Lois Weinberger‘s work has permanently changed the way we look at and deal with nature. He was interested in the peripheral zones, fallow land, and its vegetation. The preoccupation with ruderal plants is the starting point for his actions in outside spaces, for his sculptures, drawings, and text works. The reconquest and transformation of the cultural area into natural space was the focus of his artistic practice. Groundbreaking was one of his most famous projects worldwide, which he realized for documenta X in 1997. He transformed the disused railroad tracks of Kassel‘s Kulturbahnhof into a flourishing natural landscape by sowing neophytes from southeastern Europe. By introducing these „weeds,“ he created a metaphor for all that is undesirable and unworthy, triggering a reflection on migration and foreignness as a marginal phenomenon of our society. But this wild growth also expresses his botanical resistance to the symptoms of modern civilization, which tries to control and eliminate everything natural that does not fit the norm. Lois Weinberger was not interested in producing art in the sense of creative design but rather let nature have its way. His Wild Cubes, for example, created in the early 1990s, serve as a kind of protective cage of reforestation through spontaneous vegetation that emerges without human intervention. With this inversion, the anarchic’s protection challenges conventional hierarchies and becomes an advocate for the seemingly useless.

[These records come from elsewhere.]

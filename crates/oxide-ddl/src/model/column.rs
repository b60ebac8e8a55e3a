use serde::{Deserialize, Serialize};

use crate::error::{DdlError, Result};
use crate::types::JdbcType;

use super::default_value::DefaultValue;
use super::names_equal;

/// Schema definition for a column.
#[derive(Debug, Clone, PartialEq, Eq, Serialize, Deserialize)]
pub struct Column {
    /// Column name.
    pub name: String,
    /// Abstract type.
    #[serde(rename = "type")]
    pub jdbc_type: JdbcType,
    /// Native type selected by a type mapper, if the column was mapped.
    #[serde(default, skip_serializing_if = "Option::is_none")]
    pub native_type: Option<String>,
    /// Size or precision.
    #[serde(default, skip_serializing_if = "Option::is_none")]
    pub size: Option<u64>,
    /// Scale, for exact numeric types.
    #[serde(default, skip_serializing_if = "Option::is_none")]
    pub scale: Option<u32>,
    /// Whether this column is part of the primary key.
    #[serde(default)]
    pub primary_key: bool,
    /// Whether the column is NOT NULL.
    #[serde(default)]
    pub required: bool,
    /// Whether the database generates the value on insert.
    #[serde(default)]
    pub auto_increment: bool,
    /// Raw default value.
    #[serde(default, skip_serializing_if = "Option::is_none")]
    pub default_value: Option<String>,
}

impl Column {
    /// Creates a new nullable column.
    #[must_use]
    pub fn new(name: impl Into<String>, jdbc_type: JdbcType) -> Self {
        Self {
            name: name.into(),
            jdbc_type,
            native_type: None,
            size: None,
            scale: None,
            primary_key: false,
            required: false,
            auto_increment: false,
            default_value: None,
        }
    }

    /// Sets the column as NOT NULL.
    #[must_use]
    pub fn required(mut self) -> Self {
        self.required = true;
        self
    }

    /// Sets the column as part of the primary key.
    #[must_use]
    pub fn primary_key(mut self) -> Self {
        self.primary_key = true;
        self.required = true;
        self
    }

    /// Sets the column to auto-increment.
    #[must_use]
    pub fn auto_increment(mut self) -> Self {
        self.auto_increment = true;
        self
    }

    /// Sets the size.
    #[must_use]
    pub fn size(mut self, size: u64) -> Self {
        self.size = Some(size);
        self
    }

    /// Sets the scale.
    #[must_use]
    pub fn scale(mut self, scale: u32) -> Self {
        self.scale = Some(scale);
        self
    }

    /// Sets the raw default value.
    #[must_use]
    pub fn default_value(mut self, value: impl Into<String>) -> Self {
        self.default_value = Some(value.into());
        self
    }

    /// Sets size and scale from a `"N"` or `"N,S"` specification.
    pub fn with_size_spec(mut self, spec: &str) -> Result<Self> {
        let invalid = || DdlError::InvalidSize {
            column: self.name.clone(),
            spec: spec.to_string(),
        };
        let mut parts = spec.split(',').map(str::trim);
        let size = parts
            .next()
            .filter(|s| !s.is_empty())
            .ok_or_else(invalid)?
            .parse::<u64>()
            .map_err(|_| invalid())?;
        let scale = match parts.next() {
            Some(s) => Some(s.parse::<u32>().map_err(|_| invalid())?),
            None => None,
        };
        if parts.next().is_some() {
            return Err(invalid());
        }
        self.size = Some(size);
        self.scale = scale;
        Ok(self)
    }

    /// Returns the JDBC type code.
    #[must_use]
    pub fn type_code(&self) -> i32 {
        self.jdbc_type.code()
    }

    /// Returns the default value parsed according to the column type.
    #[must_use]
    pub fn parsed_default(&self) -> Option<DefaultValue> {
        self.default_value
            .as_deref()
            .map(|raw| DefaultValue::parse(raw, self.jdbc_type))
    }

    /// Whether both columns describe the same structure. The native type
    /// is a mapping detail and is ignored; defaults are compared parsed.
    #[must_use]
    pub fn same_structure(&self, other: &Self, case_sensitive: bool) -> bool {
        names_equal(&self.name, &other.name, case_sensitive)
            && self.jdbc_type == other.jdbc_type
            && self.size == other.size
            && self.scale == other.scale
            && self.primary_key == other.primary_key
            && self.required == other.required
            && self.auto_increment == other.auto_increment
            && self.parsed_default() == other.parsed_default()
    }
}

#[cfg(test)]
mod tests {
    use super::*;

    #[test]
    fn test_column_builder() {
        let col = Column::new("id", JdbcType::Integer)
            .primary_key()
            .auto_increment();

        assert!(col.primary_key);
        assert!(col.required);
        assert!(col.auto_increment);
        assert_eq!(col.type_code(), 4);
    }

    #[test]
    fn test_size_spec() {
        let col = Column::new("price", JdbcType::Decimal)
            .with_size_spec("15, 2")
            .unwrap();
        assert_eq!(col.size, Some(15));
        assert_eq!(col.scale, Some(2));

        let col = Column::new("name", JdbcType::Varchar)
            .with_size_spec("80")
            .unwrap();
        assert_eq!(col.size, Some(80));
        assert_eq!(col.scale, None);
    }

    #[test]
    fn test_invalid_size_spec() {
        for spec in ["", "abc", "10,x", "1,2,3"] {
            let result = Column::new("c", JdbcType::Decimal).with_size_spec(spec);
            assert!(
                matches!(result, Err(DdlError::InvalidSize { .. })),
                "spec {spec:?}"
            );
        }
    }

    #[test]
    fn test_parsed_default() {
        let col = Column::new("amount", JdbcType::Numeric).default_value("2.50");
        assert_eq!(
            col.parsed_default(),
            Some(DefaultValue::parse("2.5", JdbcType::Numeric))
        );
        assert_eq!(Column::new("x", JdbcType::Integer).parsed_default(), None);
    }

    #[test]
    fn test_deserialize_with_defaults() {
        let col: Column =
            serde_json::from_str(r#"{"name": "title", "type": "VARCHAR", "size": 120}"#).unwrap();
        assert_eq!(col.jdbc_type, JdbcType::Varchar);
        assert_eq!(col.size, Some(120));
        assert!(!col.required);
        assert!(col.native_type.is_none());
    }
}
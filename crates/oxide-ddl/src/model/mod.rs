//! Schema representation types.
//!
//! A [`Database`] owns ordered [`Table`]s; a table owns ordered
//! [`Column`]s, its [`Index`]es and its [`ForeignKey`]s. Every name lookup
//! takes an explicit case-sensitivity switch.

mod column;
mod database;
mod default_value;
mod foreign_key;
mod index;
mod table;

pub use column::Column;
pub use database::Database;
pub use default_value::DefaultValue;
pub use foreign_key::{ForeignKey, ForeignKeyAction, Reference};
pub use index::Index;
pub use table::Table;

/// Compares two identifiers.
#[must_use]
pub fn names_equal(a: &str, b: &str, case_sensitive: bool) -> bool {
    if case_sensitive {
        a == b
    } else {
        a.eq_ignore_ascii_case(b)
    }
}

/// Compares two identifier lists element-wise.
#[must_use]
pub fn name_lists_equal<A, B>(a: &[A], b: &[B], case_sensitive: bool) -> bool
where
    A: AsRef<str>,
    B: AsRef<str>,
{
    a.len() == b.len()
        && a
            .iter()
            .zip(b)
            .all(|(x, y)| names_equal(x.as_ref(), y.as_ref(), case_sensitive))
}

/// Compares two optional names; an absent name on either side matches.
pub(crate) fn optional_names_match(
    a: Option<&str>,
    b: Option<&str>,
    case_sensitive: bool,
) -> bool {
    match (a, b) {
        (Some(a), Some(b)) => names_equal(a, b, case_sensitive),
        _ => true,
    }
}

#[cfg(test)]
mod tests {
    use super::*;

    #[test]
    fn test_names_equal() {
        assert!(names_equal("Users", "USERS", false));
        assert!(!names_equal("Users", "USERS", true));
    }

    #[test]
    fn test_name_lists_equal() {
        assert!(name_lists_equal(&["a", "B"], &["A".to_string(), "b".to_string()], false));
        assert!(!name_lists_equal(&["a", "b"], &["b", "a"], false));
        assert!(!name_lists_equal(&["a"], &["a", "b"], false));
    }

    #[test]
    fn test_optional_names_match() {
        assert!(optional_names_match(None, Some("fk_1"), true));
        assert!(optional_names_match(Some("FK_1"), Some("fk_1"), false));
        assert!(!optional_names_match(Some("fk_1"), Some("fk_2"), false));
    }
}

His appreciation of the different, the untamed, is also reflected in his interest in the practices of primitive peoples and shamanism. An example of this is the ink drawing Grow from 2009 presented in the exhibition, which, with its mask-like distorted face, refers to the mysticalshamanic potential of nature. The drawing of a tree, Green Man from 2006, also seems to have an inherent secret life. In contrast, the early photographic work Mohn ausgesäht (Poppy Sown) from 1993 documents Weinberger‘s strategy of subversive plant transfer. In the process, he set out plants in remote, uninhabited areas and fallow land.

curriculum vitae

Lois Weinberger (* 1947 in Stams / Tyrol, † 2020 in Vienna) worked on a poetic-political network that directs the focus to marginal zones and questions hierarchies of various kinds. He saw himself as a fieldworker and began in the 1970s with ethnopoetic works, which formed the basis for the artistic examination of the natural and civilized space. Ruderal plants – „weeds“- that affect all areas of our lives are the starting and orientation point for notes, drawings, photographs, objects, texts, films, and works in public space. In 1991-92 Weinberger designed the Wild Cube – a gate steel enclosure in which reforestation occurs through spontaneous vegetation, without human intervention – Ruderal Society – a gap in urban space. At the same time, Weinberger begins subversive plant transfers in appropriated areas of the city and landscape space. In 1993, the work Brennen und Gehen (Burning and Going) was created, for which Weinberger teared up the asphalt in the square in front of the Salzburg scene during the summer festival season, leaving this enclosed area to itself. In 1997, this work was installed in the parking lot of the Kulturbahnhof for documenta X and again in Tokyo in 1998. Also, for documenta X, Weinberger planted a disused railroad track with neophytes from southern and southeastern Europe, which became an internationally acclaimed metaphor for the migration processes of our time and, with its poetic-political references, points far beyond. In 2009 Lois Weinberger was invited to the Austrian Pavilion at the Venice Biennale and in 2017 to documenta 14 in Athens and Kassel. With his work, he has been instrumental in shaping the new debate on art and nature from the early 1990s until today. He gave numerous lectures and talks worldwide, and his work has been awarded multiple prizes, including the Art Prize of the Klocker Foundation Innsbruck, the Appreciation Prize for Fine Art of the Province of Lower Austria, the Tyrolean Provincial Prize for Fine Art, the Medal of Honor of the Leopold Franzens University Innsbruck, the Appreciation Prize for Fine Art, Academy of Fine Art Vienna, and the Grand Art Scholarship of the Province of Tyrol.